Um dos seus fornecedores de fruto fresco é José Martins, que comercializa a medronheira da marca “Lenda da Beira”.
O empresário possui uma destilaria e cultiva 50 hectares de medronhal, 20 dos quais a produzir, no concelho da Pampilhosa da Serra.
“Este ano, estranhamente, há pouco medronho”, lamentou Rui Lopes, que também compra medronho silvestre a pequenos recoletores.
José Martins esperava uma safra de 15 toneladas de medronho, mas não conseguirá.
“Este ano, infelizmente, ficámos um bocadinho abaixo, talvez com sete toneladas”, estimou, numa altura em que a colheita ainda decorre.
Em 2022, o destilador da aldeia de Signo Samo vai lançar novos derivados do medronho, como aguardente velha e gin.
“O medronho é um dos poucos produtos criados, transformados e comercializados a partir da Pampilhosa”, regozijou-se, prevendo fabricar 2.500 litros de aguardente, metade das produções mais recentes.
João Pedro Borges dedica-se há 28 anos à fileira do medronho, no concelho de Seia, distrito da Guarda, onde labora a sua destilaria.
Começou com aguardentes de medronho e mel.
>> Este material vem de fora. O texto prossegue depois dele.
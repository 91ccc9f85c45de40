mod angle;
pub use angle::*;

mod ops;

pub mod error;
pub use error::{AngleError, Result};

pub mod tolerance;

#[cfg(feature = "serde")]
mod serde_;
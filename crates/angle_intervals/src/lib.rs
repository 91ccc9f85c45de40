pub mod angle_interval;
pub mod arc_segment;
pub mod bool_with_partial;
pub mod circular_merging;
pub mod complement;
pub mod relative_interval_location;

pub use angle_interval::AngleInterval;
pub use arc_segment::ArcSegment;
pub use bool_with_partial::BoolWithPartial;
pub use circular_merging::{circular_merging, linear_merging};
pub use complement::Complement;
pub use relative_interval_location::RelativeIntervalLocation;

#[cfg(all(test, feature = "serde"))]
mod serde_tests {
    use super::*;
    use angles::deg;

    #[test]
    fn test_interval_round_trips_through_json() {
        let interval = AngleInterval::new(deg(300.0), deg(20.0), true, false);
        let json = serde_json::to_string(&interval).unwrap();
        let back: AngleInterval = serde_json::from_str(&json).unwrap();
        assert_eq!(back, interval);
    }
}
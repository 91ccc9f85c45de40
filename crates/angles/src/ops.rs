//! Arithmetic operators for [`Angle`].
//!
//! Everything works on the raw measure; nothing is normalized along the way.

use core::ops::*;

use crate::Angle;

/// Angle + Angle → Angle
impl Add for Angle {
    type Output = Angle;
    #[inline]
    fn add(self, rhs: Self) -> Self {
        Angle::from_radians(self.radians() + rhs.radians())
    }
}

/// Angle + radians → Angle
impl Add<f64> for Angle {
    type Output = Angle;
    #[inline]
    fn add(self, rhs: f64) -> Self {
        Angle::from_radians(self.radians() + rhs)
    }
}

/// radians + Angle → Angle
impl Add<Angle> for f64 {
    type Output = Angle;
    #[inline]
    fn add(self, rhs: Angle) -> Angle {
        rhs + self
    }
}

/// Angle - Angle → Angle
impl Sub for Angle {
    type Output = Angle;
    #[inline]
    fn sub(self, rhs: Self) -> Self {
        Angle::from_radians(self.radians() - rhs.radians())
    }
}

/// Angle - radians → Angle
impl Sub<f64> for Angle {
    type Output = Angle;
    #[inline]
    fn sub(self, rhs: f64) -> Self {
        Angle::from_radians(self.radians() - rhs)
    }
}

/// radians - Angle → Angle
impl Sub<Angle> for f64 {
    type Output = Angle;
    #[inline]
    fn sub(self, rhs: Angle) -> Angle {
        Angle::from_radians(self - rhs.radians())
    }
}

/// Angle * scalar → Angle
impl Mul<f64> for Angle {
    type Output = Angle;
    #[inline]
    fn mul(self, k: f64) -> Self {
        Angle::from_radians(self.radians() * k)
    }
}

/// scalar * Angle → Angle
impl Mul<Angle> for f64 {
    type Output = Angle;
    #[inline]
    fn mul(self, rhs: Angle) -> Angle {
        rhs * self
    }
}

/// Angle / scalar → Angle
///
/// # Panics
///
/// Panics when `k` is zero, the same way integer division does. Use [`Angle::checked_div`] to
/// get an [`AngleError::DivisionByZero`](crate::AngleError::DivisionByZero) instead.
impl Div<f64> for Angle {
    type Output = Angle;
    #[inline]
    fn div(self, k: f64) -> Self {
        match self.checked_div(k) {
            Ok(quotient) => quotient,
            Err(e) => panic!("{e}"),
        }
    }
}

impl AddAssign<f64> for Angle {
    fn add_assign(&mut self, rhs: f64) {
        *self = *self + rhs;
    }
}

impl SubAssign<f64> for Angle {
    fn sub_assign(&mut self, rhs: f64) {
        *self = *self - rhs;
    }
}

impl MulAssign<f64> for Angle {
    fn mul_assign(&mut self, k: f64) {
        *self = *self * k;
    }
}

/// # Panics
///
/// Panics when `k` is zero, like [`Div`].
impl DivAssign<f64> for Angle {
    fn div_assign(&mut self, k: f64) {
        *self = *self / k;
    }
}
Nos últimos anos, além de adquirir o fruto aos recoletores, investiu no cultivo, com uma plantação de 2,8 hectares de medronhal que circunda a nova destilaria.
Na lista de produtos, introduziu o gin de medronho, em cuja destilação entram também o zimbro e as flores de urze e carqueja da Serra da Estrela.
A sua empresa, Quinta do Espinho, produz sobretudo para o mercado nacional, embora exporte igualmente “algumas quantidades” para países europeus.
“O que me preocupa, no futuro, é a falta de pessoas para apanhar medronhos. Poderá haver escassez de matéria-prima”, disse João Pedro Borges.
O medronho ganha uma nova vida no século XXI e motiva boas expectativas, como que a dar razão ao fadista Carlos do Carmo, quando, em 1976, entoava “Lisboa menina e moça”: “E no bairro mais alto do sonho / Ponho o fado que soube inventar / Aguardente de vida e medronho / Que me faz cantar”.